**Description of the task**
Please copy out the entries below exactly, beginning with the line that contains "be parsed (400)." and ending with the line that contains "the operation (403).", and include nothing outside that span.

**Records shown**

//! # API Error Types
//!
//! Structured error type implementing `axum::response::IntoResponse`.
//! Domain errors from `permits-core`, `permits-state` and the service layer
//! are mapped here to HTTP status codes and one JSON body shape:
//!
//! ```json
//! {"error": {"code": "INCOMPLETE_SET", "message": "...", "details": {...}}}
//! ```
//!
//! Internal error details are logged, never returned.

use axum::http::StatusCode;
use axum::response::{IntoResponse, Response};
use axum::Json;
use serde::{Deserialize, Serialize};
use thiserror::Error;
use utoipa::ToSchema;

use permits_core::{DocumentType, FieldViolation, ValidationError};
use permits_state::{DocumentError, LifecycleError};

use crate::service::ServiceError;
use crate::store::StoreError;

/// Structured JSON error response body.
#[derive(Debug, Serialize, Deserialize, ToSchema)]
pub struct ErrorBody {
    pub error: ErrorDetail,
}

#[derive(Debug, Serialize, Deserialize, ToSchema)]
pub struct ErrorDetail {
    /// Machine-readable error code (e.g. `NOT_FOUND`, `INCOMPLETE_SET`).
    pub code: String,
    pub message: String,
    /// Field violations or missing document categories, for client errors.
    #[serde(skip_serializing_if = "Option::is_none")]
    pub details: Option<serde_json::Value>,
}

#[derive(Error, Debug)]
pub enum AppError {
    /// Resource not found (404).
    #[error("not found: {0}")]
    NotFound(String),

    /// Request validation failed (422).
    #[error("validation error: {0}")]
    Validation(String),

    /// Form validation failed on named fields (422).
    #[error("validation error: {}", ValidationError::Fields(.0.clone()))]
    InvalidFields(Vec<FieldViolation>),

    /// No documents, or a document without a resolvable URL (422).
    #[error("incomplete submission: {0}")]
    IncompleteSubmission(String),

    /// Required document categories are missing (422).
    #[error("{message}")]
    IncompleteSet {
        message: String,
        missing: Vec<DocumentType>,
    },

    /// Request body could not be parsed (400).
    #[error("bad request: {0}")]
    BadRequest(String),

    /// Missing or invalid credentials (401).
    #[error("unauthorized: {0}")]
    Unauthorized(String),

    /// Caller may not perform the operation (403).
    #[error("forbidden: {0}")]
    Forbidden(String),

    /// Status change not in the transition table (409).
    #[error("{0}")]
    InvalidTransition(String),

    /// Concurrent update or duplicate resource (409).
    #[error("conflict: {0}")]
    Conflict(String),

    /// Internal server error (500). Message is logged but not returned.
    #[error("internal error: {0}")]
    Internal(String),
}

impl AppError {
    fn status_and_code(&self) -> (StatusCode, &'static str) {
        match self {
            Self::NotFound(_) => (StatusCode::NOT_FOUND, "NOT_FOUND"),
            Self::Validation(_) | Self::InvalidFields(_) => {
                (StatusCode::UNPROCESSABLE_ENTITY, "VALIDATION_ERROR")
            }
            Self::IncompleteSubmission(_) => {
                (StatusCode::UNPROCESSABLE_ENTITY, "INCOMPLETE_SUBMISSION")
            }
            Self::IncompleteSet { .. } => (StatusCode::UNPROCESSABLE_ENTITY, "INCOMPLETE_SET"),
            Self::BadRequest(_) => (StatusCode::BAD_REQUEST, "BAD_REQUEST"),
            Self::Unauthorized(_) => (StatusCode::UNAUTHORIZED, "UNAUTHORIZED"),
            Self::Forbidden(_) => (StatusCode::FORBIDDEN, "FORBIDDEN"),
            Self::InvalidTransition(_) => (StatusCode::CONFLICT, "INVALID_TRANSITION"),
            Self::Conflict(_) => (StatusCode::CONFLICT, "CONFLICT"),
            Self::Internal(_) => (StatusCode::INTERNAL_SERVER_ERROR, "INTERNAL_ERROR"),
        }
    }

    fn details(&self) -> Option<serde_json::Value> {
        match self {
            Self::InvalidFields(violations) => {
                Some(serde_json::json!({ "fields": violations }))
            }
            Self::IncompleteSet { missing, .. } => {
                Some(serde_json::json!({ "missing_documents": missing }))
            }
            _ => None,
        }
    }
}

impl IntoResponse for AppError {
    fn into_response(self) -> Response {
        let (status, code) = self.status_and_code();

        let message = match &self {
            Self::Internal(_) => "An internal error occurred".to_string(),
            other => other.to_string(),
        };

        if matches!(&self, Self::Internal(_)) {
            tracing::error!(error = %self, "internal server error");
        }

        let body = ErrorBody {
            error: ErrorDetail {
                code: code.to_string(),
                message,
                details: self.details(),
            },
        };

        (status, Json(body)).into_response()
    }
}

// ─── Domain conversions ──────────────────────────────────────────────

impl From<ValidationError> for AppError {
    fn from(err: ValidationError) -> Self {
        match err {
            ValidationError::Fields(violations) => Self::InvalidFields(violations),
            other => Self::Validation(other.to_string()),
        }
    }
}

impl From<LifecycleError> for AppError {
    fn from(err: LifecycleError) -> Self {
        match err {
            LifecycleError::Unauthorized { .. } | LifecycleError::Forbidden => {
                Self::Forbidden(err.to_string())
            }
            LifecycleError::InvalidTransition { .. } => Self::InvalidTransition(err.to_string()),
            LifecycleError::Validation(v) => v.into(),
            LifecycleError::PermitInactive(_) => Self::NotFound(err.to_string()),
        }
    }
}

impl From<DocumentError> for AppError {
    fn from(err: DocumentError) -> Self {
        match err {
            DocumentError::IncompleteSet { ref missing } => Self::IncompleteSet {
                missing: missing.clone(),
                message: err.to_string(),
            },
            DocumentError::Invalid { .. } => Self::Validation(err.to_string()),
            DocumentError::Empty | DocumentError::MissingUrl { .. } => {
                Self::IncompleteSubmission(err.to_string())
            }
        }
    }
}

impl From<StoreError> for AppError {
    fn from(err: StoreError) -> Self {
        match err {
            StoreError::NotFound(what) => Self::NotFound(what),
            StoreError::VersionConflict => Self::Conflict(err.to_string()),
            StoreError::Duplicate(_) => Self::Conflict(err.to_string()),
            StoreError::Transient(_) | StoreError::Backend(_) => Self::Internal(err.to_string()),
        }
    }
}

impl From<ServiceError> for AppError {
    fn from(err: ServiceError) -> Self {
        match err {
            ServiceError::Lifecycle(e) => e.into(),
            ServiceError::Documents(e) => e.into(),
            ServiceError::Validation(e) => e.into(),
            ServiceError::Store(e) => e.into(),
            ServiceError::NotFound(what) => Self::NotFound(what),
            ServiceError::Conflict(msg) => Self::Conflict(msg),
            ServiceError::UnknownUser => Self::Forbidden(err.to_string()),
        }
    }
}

---

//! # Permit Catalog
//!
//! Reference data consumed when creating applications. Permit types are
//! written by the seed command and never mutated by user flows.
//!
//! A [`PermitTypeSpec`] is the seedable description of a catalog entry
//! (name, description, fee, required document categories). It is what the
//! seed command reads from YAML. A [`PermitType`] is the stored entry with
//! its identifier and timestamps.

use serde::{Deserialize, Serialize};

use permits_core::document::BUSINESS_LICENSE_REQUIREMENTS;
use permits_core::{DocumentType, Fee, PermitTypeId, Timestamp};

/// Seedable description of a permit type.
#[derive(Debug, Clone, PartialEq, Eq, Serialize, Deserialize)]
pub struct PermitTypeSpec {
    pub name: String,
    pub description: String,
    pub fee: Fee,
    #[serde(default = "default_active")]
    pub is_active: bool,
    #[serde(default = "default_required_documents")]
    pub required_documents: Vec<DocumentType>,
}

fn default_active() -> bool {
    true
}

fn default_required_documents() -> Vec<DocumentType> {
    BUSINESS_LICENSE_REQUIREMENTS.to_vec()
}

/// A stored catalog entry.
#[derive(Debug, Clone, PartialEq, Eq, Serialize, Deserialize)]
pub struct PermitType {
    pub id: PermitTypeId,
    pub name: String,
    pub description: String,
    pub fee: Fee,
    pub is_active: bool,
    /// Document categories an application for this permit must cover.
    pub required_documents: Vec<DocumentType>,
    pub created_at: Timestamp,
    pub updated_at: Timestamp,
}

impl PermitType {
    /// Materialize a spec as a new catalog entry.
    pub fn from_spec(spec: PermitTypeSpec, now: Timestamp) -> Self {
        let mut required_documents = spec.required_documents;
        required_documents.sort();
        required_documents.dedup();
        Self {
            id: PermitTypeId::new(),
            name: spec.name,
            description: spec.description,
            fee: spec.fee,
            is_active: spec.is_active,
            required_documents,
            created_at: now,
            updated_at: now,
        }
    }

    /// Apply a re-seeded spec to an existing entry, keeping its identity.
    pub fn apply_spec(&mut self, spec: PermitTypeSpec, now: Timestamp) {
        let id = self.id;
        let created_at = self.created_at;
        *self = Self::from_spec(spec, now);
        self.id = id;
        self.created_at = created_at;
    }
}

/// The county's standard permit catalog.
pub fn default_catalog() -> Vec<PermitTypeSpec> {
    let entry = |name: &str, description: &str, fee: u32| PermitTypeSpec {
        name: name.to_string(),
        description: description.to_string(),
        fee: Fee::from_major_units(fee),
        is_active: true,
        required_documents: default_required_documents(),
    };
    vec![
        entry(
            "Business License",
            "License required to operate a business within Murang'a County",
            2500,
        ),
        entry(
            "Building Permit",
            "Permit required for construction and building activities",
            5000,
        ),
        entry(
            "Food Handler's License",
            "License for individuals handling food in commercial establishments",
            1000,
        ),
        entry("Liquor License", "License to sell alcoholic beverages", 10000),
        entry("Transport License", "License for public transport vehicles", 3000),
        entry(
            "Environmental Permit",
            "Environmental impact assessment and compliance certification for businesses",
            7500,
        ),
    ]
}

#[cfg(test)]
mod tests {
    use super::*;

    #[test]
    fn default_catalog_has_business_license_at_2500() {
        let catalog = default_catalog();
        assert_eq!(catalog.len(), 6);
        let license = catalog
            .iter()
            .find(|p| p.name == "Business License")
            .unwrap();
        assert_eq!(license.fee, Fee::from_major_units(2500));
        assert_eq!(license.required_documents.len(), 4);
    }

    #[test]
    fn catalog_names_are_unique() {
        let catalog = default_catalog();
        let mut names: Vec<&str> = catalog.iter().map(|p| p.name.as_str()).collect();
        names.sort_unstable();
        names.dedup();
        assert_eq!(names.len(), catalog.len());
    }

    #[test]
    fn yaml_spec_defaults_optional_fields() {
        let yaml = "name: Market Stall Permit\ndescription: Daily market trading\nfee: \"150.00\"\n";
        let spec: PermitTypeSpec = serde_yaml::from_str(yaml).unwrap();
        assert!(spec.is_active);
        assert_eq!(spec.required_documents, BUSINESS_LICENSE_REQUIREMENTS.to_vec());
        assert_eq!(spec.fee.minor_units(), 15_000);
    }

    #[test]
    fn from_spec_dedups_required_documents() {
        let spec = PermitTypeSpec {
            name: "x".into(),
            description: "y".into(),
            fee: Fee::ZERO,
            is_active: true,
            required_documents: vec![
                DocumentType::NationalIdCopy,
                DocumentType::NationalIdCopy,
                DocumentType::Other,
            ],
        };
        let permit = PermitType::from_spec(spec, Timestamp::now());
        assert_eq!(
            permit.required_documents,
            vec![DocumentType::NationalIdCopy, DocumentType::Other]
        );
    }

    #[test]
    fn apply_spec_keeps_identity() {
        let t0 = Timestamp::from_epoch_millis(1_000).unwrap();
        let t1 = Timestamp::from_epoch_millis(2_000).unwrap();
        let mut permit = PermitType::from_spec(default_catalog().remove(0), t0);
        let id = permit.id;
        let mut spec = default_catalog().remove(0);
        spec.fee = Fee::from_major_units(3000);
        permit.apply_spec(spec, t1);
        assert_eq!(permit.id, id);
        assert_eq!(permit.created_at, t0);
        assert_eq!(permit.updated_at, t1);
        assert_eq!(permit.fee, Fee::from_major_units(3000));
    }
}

**Exercise output**
    /// Request body could not be parsed (400).
    #[error("bad request: {0}")]
    BadRequest(String),

    /// Missing or invalid credentials (401).
    #[error("unauthorized: {0}")]
    Unauthorized(String),

    /// Caller may not perform the operation (403).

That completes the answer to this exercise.